Un bus à zéro émission à l'extérieur du site de la Conférence sur le climat, la COP26, à Glasgow.
ONU Info/Laura Quinones
Un bus à zéro émission à l'extérieur du site de la Conférence sur le climat, la COP26, à Glasgow.

Un monde sans véhicules à carburant fossile au centre des discussions à la COP26 mercredi

Climat et environnement

Un monde où chaque voiture, bus et camion vendu est électrique et abordable, où les navires n'utilisent que des carburants durables et où les avions peuvent fonctionner à l'hydrogène vert peut ressembler à un film de science-fiction, mais à la COP26, à Glasgow, de nombreux gouvernements et entreprises ont déclaré qu’ils avaient commencé à travailler pour en faire une réalité.

Mercredi était une nouvelle journée marquée par des annonces, des déclarations et la constitution de coalitions, cette fois axées sur le secteur des transports, qui est responsable d'environ un quart des émissions mondiales de gaz à effet de serre, selon le Groupe intergouvernemental d'experts sur l'évolution du climat (GIEC).

Les émissions du secteur ont plus que doublé depuis 1970, avec environ 80% de l'augmentation causée par les véhicules routiers. L'agence des Nations Unies pour l'environnement, le PNUE, a calculé que le secteur mondial des transports dépend presque entièrement des énergies fossiles.

Mais cela pourrait changer dans les décennies à venir.
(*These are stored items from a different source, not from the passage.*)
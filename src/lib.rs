//! # fleetvisor
//!
//! **Fleetvisor** is a fleet orchestrator for backend game-server processes.
//!
//! Operators declare **templates** (archetypes of a backend server: files on
//! disk plus metadata) and **static** servers (persistent, declared in
//! configuration); the orchestrator materialises these into live OS
//! processes, allocates them listening ports, tracks their lifecycle and
//! player occupancy, performs periodic health surveillance, and tears them
//! down — cleaning transient state — on request, on crash, or on shutdown.
//!
//! ## Features
//!
//! | Area                | Description                                                         | Key types                                   |
//! |---------------------|---------------------------------------------------------------------|---------------------------------------------|
//! | **Orchestration**   | Spawn, shutdown, restart, and query server instances.               | [`Orchestrator`], [`SpawnOptions`]          |
//! | **Templates**       | Discover, validate, and materialise server archetypes.              | [`TemplateStore`], [`Template`]             |
//! | **Processes**       | Child-process spawning, log capture, liveness, termination.         | [`ProcessSupervisor`], [`ProcessHandle`]    |
//! | **Instances**       | Per-instance state machine, players, heartbeats.                    | [`ServerInstance`], [`ServerStatus`]        |
//! | **Registry**        | Index of live instances by identifier and by port.                  | [`Registry`], [`RegistryStats`]             |
//! | **Ports**           | Unique listening ports from declared ranges.                        | [`PortAllocator`]                           |
//! | **Events**          | Lifecycle events on a broadcast bus.                                | [`Event`], [`EventKind`], [`Bus`]           |
//! | **Errors**          | Typed precondition / IO / runtime failures.                         | [`OrchestratorError`]                       |
//! | **Configuration**   | YAML-backed settings with documented defaults.                      | [`OrchestratorConfig`]                      |
//!
//! ```no_run
//! use fleetvisor::{Orchestrator, SpawnOptions};
//!
//! #[tokio::main]
//! async fn main() -> Result<(), Box<dyn std::error::Error>> {
//!     let orchestrator = Orchestrator::new("servers");
//!     let mut events = orchestrator.bus().subscribe();
//!     orchestrator.initialize().await?;
//!
//!     // Spawn a dynamic server from the "bedwars" template.
//!     let instance = orchestrator
//!         .spawn_dynamic("bedwars", SpawnOptions::new().with_max_players(8))
//!         .await?;
//!     println!("{} listening on {}", instance.server_id(), instance.port());
//!
//!     if let Ok(event) = events.recv().await {
//!         println!("event: {:?} for {}", event.kind, event.server_id);
//!     }
//!
//!     orchestrator.shutdown().await;
//!     Ok(())
//! }
//! ```
//!
//! ---

mod config;
mod core;
mod error;
mod events;
mod instance;
mod ports;
mod process;
mod template;

// ---- Public re-exports ----

pub use config::{
    DynamicSpawningConfig, OrchestratorConfig, PortAllocationConfig, StaticServerConfig,
    TemplateConfig,
};
pub use core::{
    InstanceSupervisor, LogScanProbe, Orchestrator, ReadinessProbe, Registry, RegistryStats,
};
pub use error::{OrchestratorError, Result};
pub use events::{Bus, Event, EventKind, ShutdownReason};
pub use instance::{ServerInstance, ServerKind, ServerStatus, SpawnOptions};
pub use ports::PortAllocator;
pub use process::{ProcessHandle, ProcessMetrics, ProcessSupervisor, SpawnCommand};
pub use template::{Template, TemplateMetadata, TemplateStore};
Lors de la COP26, plus de 100 gouvernements nationaux, villes, États et grandes entreprises ont signé la Déclaration de Glasgow sur les voitures et camionnettes à zéro émission pour mettre fin à la vente de moteurs à combustion interne d'ici 2035 sur les principaux marchés dans le monde. Au moins 13 pays se sont également engagés à mettre fin à la vente de véhicules lourds fonctionnant aux combustibles fossiles d'ici 2040.

Des efforts locaux sont également en cours, avec des villes d'Amérique latine, dont Bogota, Cuenca et Salvador, visant à transformer leurs flottes de transports en commun pour passer à zéro émission d'ici 2035.

« Le message pour les décideurs est le suivant : nous devons nous assurer que nous commençons à normaliser le fait que d'ici 2035, nous devons arrêter de vendre des voitures à essence et diesel. Pour les bus, ce sera plus tôt, 2030 ; on peut donner un peu de temps au camionnage lourd, 2040. Le but est de s'habituer à l'idée d'avoir un calendrier afin que nous puissions passer à des options zéro émission dans tous les segments. Ce n'est pas seulement pour les marchés avancés des pays en développement, c'est aussi pour les économies en développement parce que nous savons que la pollution est là », a déclaré Monica Araya de l'initiative mondiale Drive Electric Campaign (Campagne pour conduire électrique).

Mme Araya a été très claire sur le fait que pendant la transition, les pays en développement ne doivent pas devenir les dépotoirs des technologies anciennes des plus riches, mais doivent plutôt être considérés comme des moteurs du changement.

« J'ai grandi au Costa Rica. Je me souviens être allée à l'école dans un bus de troisième main importé des États-Unis. Cette expérience a façonné une grande partie de ma réflexion sur cette transition. Je sais que d'une part, nous devons nous assurer de transformer les grands marchés qui produisent des camions, des bus, des voitures, (mais nous devons aussi) activer des changements sur ces marchés pour qu'il y ait des effets d'entraînement », a-t-elle expliqué.

Un porte-conteneurs arrive à la Nouvelle-Orléans, aux États-Unis.
UN News/Daniel Dickinson
Un porte-conteneurs arrive à la Nouvelle-Orléans, aux États-Unis.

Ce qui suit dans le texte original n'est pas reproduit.